LAKE ALFRED, Fla. — She’s early in her career, but Yu Wang, a University of Florida food scientist, is making great strides in her research. Recognizing Wang’s work, the Agricultural and Food Chemistry division (AGFD) of the American Chemical Society (ACS) recently named her a fellow.
Wang, a food chemist with the UF Institute of Food and Agricultural Sciences Citrus Research and Education Center, may be the first assistant professor in the division’s history to receive this prestigious award.
The award is presented to scientists who have made significant contributions in the areas of agriculture and food chemistry. Wang may be one of the only fellow recipients who have received the award so early in their career and before they have earned tenure from their institution. This award will be officially announced at the virtual ACS meeting late in August.
“I joined the AGFD division when I was a Ph.D. student. Back then I was always wondering if someday I could receive the fellow award from the division as other scientists did,” said Wang.
“To be recognized as a fellow so early in her career is a testament to Yu Wang’s commitment and contributions to the body of scientific knowledge,” said Michael Rogers, director of the UF/IFAS Citrus Research and Education Center. “She is certainly creating a national reputation for excellence in the field.”
Wang, a flavor chemist, earned degrees from Hefei University of Technology, Louisiana State University and Rutgers, and also worked as a post-doctoral researcher at the Massachusetts Institute of Technology. She worked as a flavor chemist at Mars Chocolate before coming to UF to work with citrus.
“If you want to study flavor, you want to study citrus flavor,” noted Wang. Citrus is one of the most widely studied flavors and scents and used in many industries such as food and beverage, household products and perfume.

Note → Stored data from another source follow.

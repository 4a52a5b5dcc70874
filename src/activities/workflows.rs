//! Builds the two named workflows the run manager is seeded with: `backup`
//! (power-on + the two independent PBS jobs) and `power_off` (the graceful
//! shutdown). Kept separate so either can be reloaded or run alone, per the
//! rationale in §4.3.

use std::collections::HashMap;
use std::sync::Arc;
use std::time::Duration;

use arc_swap::ArcSwap;

use crate::activity::ActivityId;
use crate::config::EngineConfig;
use crate::factory::FactoryRegistry;
use crate::orchestrator::Orchestrator;
use crate::run_manager::WorkflowFactory;
use crate::status::StatusHandler;
use crate::workflow::Workflow;

use super::backup_job::{BackupJob, BackupJobKind, DocumentsJob, MediaJob};
use super::ipmi::IpmiClient;
use super::pbs_client::PbsClient;
use super::power_off::PowerOff;
use super::power_on::PowerOn;
use super::ssh::SshClient;

/// Shared, process-lifetime collaborators injected into every activity
/// across every run. None of these hold a config snapshot themselves — each
/// activity re-reads its own config-tagged fields fresh at wiring time.
#[derive(Clone)]
pub struct Collaborators {
    pub ipmi: IpmiClient,
    pub pbs: PbsClient,
    pub ssh: SshClient,
}

impl Collaborators {
    pub fn new() -> Self {
        Self {
            ipmi: IpmiClient::new(Duration::from_secs(30)),
            pbs: PbsClient::new(),
            ssh: SshClient::new(),
        }
    }
}

impl Default for Collaborators {
    fn default() -> Self {
        Self::new()
    }
}

fn build_backup_orchestrator(
    config: Arc<EngineConfig>,
    collaborators: Collaborators,
    status_handler: StatusHandler,
) -> Orchestrator {
    let mut factories = FactoryRegistry::new();
    factories.shared(collaborators.ipmi);
    factories.shared(collaborators.pbs);

    let mut orchestrator = Orchestrator::new(Some(config.workflow_config.clone()), factories);
    orchestrator
        .add_activity(PowerOn::new(
            status_handler.line_for(ActivityId::new("pbsflow.activities", "PowerOn")),
        ))
        .add_activity(BackupJob::<DocumentsJob>::new(
            status_handler.line_for(ActivityId::new(
                "pbsflow.activities",
                DocumentsJob::ACTIVITY_TYPE,
            )),
        ))
        .add_activity(BackupJob::<MediaJob>::new(status_handler.line_for(ActivityId::new(
            "pbsflow.activities",
            MediaJob::ACTIVITY_TYPE,
        ))));
    orchestrator
}

fn build_power_off_orchestrator(
    config: Arc<EngineConfig>,
    collaborators: Collaborators,
    status_handler: StatusHandler,
) -> Orchestrator {
    let mut factories = FactoryRegistry::new();
    factories.shared(collaborators.ssh);

    let mut orchestrator = Orchestrator::new(Some(config.workflow_config.clone()), factories);
    orchestrator.add_activity(PowerOff::new(
        status_handler.line_for(ActivityId::new("pbsflow.activities", "PowerOff")),
    ));
    orchestrator
}

/// Builds the `name -> WorkflowFactory` map the run manager is constructed
/// with. `config` is captured once, by reference to the live `ArcSwap` —
/// each run's factory call takes a fresh `load_full()` snapshot, so a
/// `/reload` between runs is observed by the *next* run, never by one
/// already in flight (§9 "shared vs fresh dependencies on reload").
pub fn build_workflow_factories(
    config: Arc<ArcSwap<EngineConfig>>,
    collaborators: Collaborators,
) -> HashMap<String, WorkflowFactory> {
    let mut factories: HashMap<String, WorkflowFactory> = HashMap::new();

    let backup_config = config.clone();
    let backup_collaborators = collaborators.clone();
    factories.insert(
        "backup".to_string(),
        Box::new(move |status_handler: StatusHandler| {
            let snapshot = backup_config.load_full();
            Box::new(build_backup_orchestrator(snapshot, backup_collaborators.clone(), status_handler))
                as Box<dyn Workflow>
        }),
    );

    let power_off_config = config.clone();
    let power_off_collaborators = collaborators.clone();
    factories.insert(
        "power_off".to_string(),
        Box::new(move |status_handler: StatusHandler| {
            let snapshot = power_off_config.load_full();
            Box::new(build_power_off_orchestrator(
                snapshot,
                power_off_collaborators.clone(),
                status_handler,
            )) as Box<dyn Workflow>
        }),
    );

    factories
}

/// The fixed pair run by the CLI's one-shot command and the default cron
/// trigger: backup first, power-off regardless of its outcome.
pub const DEFAULT_PIPELINE: &[&str] = &["backup", "power_off"];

Discoveries made in citrus flavor and scent research reach consumers around the world.
The Agriculture and Food Chemistry division of the ACS focuses on agriculture, renewable resources, food composition, food quality, food processing, nutrition, biochemistry, food safety, food flavor, biotechnology, natural products, pharmaceuticals, green products, chemical raw materials and feedstocks, bioenergy, and sustainability. Objectives of the division are to encourage the advancement and understanding of agricultural and food chemistry.